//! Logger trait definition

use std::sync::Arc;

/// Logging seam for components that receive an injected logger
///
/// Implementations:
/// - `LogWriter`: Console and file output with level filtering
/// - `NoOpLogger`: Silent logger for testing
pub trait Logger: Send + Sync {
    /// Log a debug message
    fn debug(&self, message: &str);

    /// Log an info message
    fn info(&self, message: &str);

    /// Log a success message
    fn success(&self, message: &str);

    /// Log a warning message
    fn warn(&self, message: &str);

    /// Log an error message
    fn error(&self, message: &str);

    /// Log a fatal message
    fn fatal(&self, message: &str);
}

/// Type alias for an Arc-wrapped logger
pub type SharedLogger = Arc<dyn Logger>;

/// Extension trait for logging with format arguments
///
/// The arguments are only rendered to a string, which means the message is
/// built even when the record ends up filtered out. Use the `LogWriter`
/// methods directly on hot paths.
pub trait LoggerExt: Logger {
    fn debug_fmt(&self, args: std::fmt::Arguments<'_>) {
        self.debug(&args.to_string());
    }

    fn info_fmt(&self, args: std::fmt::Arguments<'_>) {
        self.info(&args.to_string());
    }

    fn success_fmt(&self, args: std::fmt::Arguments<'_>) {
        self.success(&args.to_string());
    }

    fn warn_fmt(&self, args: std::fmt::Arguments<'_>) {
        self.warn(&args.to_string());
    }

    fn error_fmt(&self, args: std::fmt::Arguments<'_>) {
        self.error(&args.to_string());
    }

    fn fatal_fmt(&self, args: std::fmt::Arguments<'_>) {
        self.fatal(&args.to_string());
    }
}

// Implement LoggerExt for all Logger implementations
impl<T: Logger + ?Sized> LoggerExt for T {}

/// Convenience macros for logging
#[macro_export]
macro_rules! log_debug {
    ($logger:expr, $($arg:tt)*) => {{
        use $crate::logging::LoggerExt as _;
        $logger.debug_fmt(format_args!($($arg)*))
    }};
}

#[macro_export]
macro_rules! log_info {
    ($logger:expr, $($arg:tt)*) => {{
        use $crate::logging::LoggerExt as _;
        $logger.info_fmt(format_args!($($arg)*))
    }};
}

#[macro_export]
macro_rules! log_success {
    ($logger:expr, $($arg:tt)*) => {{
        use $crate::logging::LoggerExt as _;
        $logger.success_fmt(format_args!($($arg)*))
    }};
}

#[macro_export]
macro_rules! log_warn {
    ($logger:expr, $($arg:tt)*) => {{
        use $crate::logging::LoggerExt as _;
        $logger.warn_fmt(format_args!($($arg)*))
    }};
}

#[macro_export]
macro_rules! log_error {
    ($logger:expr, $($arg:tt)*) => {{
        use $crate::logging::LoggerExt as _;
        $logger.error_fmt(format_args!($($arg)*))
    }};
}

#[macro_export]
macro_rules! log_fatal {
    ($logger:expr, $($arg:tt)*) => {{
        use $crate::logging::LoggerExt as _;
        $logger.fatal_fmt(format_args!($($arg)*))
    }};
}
○ ○ ○ ○ ○
Assignment. In the answer, give the lines from the first line of the data through the line with "fn info(&self, message: &str);", exactly as they appear and with no additions.

Solution to the problem.
//! Logger trait definition

use std::sync::Arc;

/// Logging seam for components that receive an injected logger
///
/// Implementations:
/// - `LogWriter`: Console and file output with level filtering
/// - `NoOpLogger`: Silent logger for testing
pub trait Logger: Send + Sync {
    /// Log a debug message
    fn debug(&self, message: &str);

    /// Log an info message
    fn info(&self, message: &str);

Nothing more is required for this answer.